Data for this task:
---

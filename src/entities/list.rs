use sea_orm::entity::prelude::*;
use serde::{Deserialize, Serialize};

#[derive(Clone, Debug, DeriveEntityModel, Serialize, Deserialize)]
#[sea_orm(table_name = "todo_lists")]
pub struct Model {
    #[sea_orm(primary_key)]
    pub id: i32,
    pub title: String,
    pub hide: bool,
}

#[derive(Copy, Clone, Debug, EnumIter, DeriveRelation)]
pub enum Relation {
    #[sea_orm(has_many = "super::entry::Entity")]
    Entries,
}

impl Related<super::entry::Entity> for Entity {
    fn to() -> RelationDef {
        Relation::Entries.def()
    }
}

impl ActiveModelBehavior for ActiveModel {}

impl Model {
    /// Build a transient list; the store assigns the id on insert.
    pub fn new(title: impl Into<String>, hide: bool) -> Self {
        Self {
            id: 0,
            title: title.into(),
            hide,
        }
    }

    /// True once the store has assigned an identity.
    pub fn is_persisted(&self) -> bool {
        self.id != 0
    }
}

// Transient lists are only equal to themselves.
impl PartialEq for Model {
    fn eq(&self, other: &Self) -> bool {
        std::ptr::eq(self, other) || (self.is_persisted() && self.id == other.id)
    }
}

---

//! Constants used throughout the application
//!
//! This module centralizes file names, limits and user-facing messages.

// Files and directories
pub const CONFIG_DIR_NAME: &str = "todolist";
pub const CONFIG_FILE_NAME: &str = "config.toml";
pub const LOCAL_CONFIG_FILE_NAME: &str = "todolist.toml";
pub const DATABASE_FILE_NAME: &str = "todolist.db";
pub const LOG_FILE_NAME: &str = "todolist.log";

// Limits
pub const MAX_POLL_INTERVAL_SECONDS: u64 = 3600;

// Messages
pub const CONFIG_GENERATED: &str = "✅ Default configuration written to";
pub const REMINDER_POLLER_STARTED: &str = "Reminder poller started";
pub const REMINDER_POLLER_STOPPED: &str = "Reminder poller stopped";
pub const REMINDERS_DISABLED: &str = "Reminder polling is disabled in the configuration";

---

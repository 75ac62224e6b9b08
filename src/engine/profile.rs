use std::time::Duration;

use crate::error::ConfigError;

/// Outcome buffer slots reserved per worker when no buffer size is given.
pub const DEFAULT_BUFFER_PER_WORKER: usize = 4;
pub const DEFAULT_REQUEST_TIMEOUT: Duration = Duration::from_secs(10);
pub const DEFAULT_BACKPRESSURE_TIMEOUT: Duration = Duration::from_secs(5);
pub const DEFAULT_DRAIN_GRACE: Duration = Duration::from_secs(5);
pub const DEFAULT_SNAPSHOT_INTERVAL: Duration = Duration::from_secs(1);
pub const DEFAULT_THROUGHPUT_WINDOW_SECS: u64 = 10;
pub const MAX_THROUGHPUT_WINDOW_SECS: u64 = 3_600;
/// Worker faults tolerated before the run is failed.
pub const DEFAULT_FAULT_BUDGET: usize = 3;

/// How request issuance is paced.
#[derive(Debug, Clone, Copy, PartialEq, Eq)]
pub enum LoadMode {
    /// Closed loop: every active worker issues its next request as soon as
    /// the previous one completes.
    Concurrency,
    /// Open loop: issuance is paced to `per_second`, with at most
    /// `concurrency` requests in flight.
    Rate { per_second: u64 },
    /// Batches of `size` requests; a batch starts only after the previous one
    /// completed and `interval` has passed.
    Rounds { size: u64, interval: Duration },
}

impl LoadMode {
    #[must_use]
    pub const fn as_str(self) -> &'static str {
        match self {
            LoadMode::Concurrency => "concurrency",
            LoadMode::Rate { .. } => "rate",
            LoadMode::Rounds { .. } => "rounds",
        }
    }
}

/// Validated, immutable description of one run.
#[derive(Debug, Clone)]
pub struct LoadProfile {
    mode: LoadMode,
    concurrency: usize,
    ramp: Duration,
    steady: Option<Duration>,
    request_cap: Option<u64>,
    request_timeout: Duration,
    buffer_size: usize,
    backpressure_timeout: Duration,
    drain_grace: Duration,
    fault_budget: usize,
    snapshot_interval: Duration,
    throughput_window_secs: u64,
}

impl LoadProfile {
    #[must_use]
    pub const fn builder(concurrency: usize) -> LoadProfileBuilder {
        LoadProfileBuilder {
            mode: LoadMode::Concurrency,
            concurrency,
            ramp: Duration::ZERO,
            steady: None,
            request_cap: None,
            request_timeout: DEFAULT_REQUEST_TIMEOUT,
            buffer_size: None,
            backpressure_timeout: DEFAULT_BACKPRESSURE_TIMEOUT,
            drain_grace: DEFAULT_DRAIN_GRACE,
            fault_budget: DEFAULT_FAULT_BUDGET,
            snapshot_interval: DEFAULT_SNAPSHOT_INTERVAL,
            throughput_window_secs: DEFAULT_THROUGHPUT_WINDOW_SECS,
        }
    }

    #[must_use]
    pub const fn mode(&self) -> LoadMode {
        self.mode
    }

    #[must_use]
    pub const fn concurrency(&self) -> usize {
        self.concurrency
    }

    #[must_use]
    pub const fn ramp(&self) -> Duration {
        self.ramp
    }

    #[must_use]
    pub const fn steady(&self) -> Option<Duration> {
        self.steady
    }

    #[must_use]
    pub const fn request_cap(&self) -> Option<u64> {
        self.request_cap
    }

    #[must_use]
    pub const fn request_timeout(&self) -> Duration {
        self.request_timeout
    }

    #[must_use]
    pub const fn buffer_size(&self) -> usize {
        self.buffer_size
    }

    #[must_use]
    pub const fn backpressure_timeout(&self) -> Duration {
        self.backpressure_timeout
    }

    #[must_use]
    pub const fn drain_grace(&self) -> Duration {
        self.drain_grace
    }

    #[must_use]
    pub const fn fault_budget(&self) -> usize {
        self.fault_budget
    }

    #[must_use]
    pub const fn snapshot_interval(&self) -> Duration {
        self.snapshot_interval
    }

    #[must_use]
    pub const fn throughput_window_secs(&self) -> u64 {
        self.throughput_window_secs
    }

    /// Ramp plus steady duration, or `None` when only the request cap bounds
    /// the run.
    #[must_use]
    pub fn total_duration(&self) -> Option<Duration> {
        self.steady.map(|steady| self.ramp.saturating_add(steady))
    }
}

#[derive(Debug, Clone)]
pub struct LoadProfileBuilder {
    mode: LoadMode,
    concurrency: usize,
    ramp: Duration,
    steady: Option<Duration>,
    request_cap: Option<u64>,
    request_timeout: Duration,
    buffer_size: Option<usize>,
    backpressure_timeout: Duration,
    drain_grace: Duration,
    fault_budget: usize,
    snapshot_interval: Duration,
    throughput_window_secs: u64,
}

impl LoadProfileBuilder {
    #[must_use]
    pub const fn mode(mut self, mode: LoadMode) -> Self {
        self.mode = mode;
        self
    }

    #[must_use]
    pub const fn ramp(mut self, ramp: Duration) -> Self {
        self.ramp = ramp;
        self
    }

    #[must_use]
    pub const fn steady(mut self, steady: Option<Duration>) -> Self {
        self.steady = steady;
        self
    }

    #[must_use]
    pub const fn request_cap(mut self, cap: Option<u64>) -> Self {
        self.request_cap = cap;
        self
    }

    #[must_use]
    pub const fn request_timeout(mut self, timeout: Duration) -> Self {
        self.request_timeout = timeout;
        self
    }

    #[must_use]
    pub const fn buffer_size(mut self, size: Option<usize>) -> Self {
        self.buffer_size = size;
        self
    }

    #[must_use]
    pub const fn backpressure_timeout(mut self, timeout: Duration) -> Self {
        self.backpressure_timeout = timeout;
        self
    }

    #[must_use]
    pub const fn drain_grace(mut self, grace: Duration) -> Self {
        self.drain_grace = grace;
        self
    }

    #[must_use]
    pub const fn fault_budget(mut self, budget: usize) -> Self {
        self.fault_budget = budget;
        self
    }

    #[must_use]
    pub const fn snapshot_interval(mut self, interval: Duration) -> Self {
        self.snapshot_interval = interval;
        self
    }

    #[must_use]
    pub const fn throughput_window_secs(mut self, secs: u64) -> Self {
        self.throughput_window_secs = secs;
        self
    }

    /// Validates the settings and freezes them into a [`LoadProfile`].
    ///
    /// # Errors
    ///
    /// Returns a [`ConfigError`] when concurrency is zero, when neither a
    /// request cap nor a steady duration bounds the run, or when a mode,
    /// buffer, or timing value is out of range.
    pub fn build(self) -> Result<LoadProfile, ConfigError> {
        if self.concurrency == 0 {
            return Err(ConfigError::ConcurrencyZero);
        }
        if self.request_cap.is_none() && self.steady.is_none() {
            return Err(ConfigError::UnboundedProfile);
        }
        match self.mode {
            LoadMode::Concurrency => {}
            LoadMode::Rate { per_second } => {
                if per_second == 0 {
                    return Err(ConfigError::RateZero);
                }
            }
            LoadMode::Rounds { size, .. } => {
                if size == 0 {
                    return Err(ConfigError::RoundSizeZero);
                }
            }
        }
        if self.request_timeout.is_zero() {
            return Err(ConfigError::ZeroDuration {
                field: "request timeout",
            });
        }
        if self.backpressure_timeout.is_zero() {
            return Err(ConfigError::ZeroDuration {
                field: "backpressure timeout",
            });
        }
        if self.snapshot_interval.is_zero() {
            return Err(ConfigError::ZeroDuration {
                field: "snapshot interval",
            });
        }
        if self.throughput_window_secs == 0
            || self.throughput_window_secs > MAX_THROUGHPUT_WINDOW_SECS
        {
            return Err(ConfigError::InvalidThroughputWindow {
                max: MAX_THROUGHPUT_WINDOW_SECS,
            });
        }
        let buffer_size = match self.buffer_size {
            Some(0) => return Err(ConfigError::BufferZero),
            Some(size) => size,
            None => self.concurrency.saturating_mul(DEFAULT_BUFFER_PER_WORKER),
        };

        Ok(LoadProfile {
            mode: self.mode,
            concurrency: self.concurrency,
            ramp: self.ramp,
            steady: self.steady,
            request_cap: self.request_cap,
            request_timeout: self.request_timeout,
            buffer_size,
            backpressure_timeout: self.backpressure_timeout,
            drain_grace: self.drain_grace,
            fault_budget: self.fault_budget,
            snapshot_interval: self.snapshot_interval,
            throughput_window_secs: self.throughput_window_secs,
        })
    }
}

---

Aim of the task: How many lines of the material contain the string "impl"? Answer with the number and nothing else.

Exercise solution: 8